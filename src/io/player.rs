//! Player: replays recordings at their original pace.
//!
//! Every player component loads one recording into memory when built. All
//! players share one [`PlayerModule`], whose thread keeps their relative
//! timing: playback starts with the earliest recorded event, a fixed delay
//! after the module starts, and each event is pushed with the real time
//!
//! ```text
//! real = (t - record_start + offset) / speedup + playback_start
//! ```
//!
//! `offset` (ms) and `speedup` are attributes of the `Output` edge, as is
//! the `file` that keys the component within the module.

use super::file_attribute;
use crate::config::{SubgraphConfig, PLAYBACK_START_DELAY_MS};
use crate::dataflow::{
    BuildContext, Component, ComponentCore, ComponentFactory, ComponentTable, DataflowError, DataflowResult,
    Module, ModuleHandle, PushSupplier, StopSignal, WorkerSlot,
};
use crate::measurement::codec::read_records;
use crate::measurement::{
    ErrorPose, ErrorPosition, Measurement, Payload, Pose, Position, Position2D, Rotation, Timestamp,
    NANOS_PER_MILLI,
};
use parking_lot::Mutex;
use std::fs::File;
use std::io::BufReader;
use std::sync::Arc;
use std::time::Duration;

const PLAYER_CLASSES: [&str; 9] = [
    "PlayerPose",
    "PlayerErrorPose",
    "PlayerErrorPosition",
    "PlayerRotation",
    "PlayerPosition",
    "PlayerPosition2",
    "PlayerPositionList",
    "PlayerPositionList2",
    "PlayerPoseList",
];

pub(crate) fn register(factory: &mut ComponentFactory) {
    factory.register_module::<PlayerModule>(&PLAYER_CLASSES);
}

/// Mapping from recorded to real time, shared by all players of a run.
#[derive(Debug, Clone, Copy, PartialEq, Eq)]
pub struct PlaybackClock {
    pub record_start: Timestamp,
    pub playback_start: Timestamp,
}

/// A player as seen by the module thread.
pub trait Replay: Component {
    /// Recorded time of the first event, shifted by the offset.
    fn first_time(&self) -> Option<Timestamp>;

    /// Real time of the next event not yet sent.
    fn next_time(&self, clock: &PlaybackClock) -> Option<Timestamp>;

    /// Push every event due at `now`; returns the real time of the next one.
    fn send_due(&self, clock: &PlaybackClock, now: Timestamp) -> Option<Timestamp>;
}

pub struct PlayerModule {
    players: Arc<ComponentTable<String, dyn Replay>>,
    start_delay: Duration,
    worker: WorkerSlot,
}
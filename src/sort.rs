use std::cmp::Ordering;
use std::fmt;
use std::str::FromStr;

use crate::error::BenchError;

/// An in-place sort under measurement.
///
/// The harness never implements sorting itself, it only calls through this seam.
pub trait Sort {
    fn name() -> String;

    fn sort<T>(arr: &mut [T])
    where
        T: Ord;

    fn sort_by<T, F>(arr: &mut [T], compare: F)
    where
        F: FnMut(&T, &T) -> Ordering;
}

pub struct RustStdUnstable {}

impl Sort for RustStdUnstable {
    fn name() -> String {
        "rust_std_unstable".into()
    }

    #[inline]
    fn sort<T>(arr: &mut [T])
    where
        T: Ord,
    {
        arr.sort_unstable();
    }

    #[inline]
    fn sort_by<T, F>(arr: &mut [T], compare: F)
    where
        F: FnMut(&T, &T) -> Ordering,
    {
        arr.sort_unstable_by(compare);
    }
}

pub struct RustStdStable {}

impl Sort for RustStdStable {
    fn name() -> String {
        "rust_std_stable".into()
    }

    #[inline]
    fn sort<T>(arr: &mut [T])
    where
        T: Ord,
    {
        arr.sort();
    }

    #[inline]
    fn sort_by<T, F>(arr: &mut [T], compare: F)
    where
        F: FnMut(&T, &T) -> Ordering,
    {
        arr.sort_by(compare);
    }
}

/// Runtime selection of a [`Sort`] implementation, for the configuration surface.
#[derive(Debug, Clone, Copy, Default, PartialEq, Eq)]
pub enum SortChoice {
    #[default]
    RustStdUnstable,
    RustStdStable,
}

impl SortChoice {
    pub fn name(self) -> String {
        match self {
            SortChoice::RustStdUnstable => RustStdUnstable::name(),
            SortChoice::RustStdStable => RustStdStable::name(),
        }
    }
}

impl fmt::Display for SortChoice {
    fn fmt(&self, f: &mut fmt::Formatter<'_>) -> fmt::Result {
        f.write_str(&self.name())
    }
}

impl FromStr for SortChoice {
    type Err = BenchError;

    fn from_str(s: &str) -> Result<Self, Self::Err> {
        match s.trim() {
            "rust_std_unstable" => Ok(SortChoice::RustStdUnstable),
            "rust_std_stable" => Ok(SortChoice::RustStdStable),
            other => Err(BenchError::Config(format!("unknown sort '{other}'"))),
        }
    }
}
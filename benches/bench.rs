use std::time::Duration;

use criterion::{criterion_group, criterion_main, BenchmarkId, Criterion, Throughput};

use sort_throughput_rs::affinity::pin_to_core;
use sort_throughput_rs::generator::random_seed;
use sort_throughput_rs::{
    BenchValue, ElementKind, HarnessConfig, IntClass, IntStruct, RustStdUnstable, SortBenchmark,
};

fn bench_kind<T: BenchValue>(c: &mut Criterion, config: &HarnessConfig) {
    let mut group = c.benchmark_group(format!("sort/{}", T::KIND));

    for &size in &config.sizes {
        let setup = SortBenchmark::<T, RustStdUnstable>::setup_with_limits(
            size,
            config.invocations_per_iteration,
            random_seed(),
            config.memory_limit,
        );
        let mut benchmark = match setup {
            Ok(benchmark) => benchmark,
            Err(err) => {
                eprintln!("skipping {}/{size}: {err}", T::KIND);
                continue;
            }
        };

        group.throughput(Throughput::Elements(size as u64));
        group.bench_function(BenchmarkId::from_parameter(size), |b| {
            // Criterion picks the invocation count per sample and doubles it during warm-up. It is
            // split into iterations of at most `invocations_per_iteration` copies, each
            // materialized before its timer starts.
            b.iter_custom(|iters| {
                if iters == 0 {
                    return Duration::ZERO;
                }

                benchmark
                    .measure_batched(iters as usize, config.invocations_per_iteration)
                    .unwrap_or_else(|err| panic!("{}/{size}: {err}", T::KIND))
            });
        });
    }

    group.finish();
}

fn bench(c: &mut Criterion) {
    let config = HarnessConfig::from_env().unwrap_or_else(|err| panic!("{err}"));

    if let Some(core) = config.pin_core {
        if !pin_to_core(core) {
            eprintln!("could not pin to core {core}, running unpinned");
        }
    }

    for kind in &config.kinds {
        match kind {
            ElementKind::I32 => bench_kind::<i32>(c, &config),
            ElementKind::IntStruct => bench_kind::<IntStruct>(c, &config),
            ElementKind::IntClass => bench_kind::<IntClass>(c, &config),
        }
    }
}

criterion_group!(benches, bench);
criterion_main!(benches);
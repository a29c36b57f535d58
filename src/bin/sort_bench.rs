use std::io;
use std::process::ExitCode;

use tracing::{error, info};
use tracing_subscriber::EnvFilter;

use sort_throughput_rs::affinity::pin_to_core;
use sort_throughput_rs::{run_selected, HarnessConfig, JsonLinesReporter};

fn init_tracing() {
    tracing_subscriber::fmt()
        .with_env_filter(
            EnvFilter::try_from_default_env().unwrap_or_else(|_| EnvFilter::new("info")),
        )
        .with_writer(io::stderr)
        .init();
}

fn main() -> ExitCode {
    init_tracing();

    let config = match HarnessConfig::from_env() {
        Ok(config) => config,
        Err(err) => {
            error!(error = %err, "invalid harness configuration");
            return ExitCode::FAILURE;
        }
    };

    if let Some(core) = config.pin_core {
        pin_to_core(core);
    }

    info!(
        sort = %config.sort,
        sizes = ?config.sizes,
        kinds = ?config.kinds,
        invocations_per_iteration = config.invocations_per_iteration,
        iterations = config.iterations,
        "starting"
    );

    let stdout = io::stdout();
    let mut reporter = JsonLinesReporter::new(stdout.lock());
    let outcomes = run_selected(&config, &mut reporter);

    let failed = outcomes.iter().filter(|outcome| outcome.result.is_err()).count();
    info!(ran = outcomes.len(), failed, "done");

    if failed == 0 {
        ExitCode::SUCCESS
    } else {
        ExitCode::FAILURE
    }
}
-------------------------
▶ REQUIREMENT
Return each line of the data where the word "Timestamp" appears.

▶ RESULT
    ErrorPose, ErrorPosition, Measurement, Payload, Pose, Position, Position2D, Rotation, Timestamp,
    pub record_start: Timestamp,
    pub playback_start: Timestamp,
    fn first_time(&self) -> Option<Timestamp>;
    fn next_time(&self, clock: &PlaybackClock) -> Option<Timestamp>;
    fn send_due(&self, clock: &PlaybackClock, now: Timestamp) -> Option<Timestamp>;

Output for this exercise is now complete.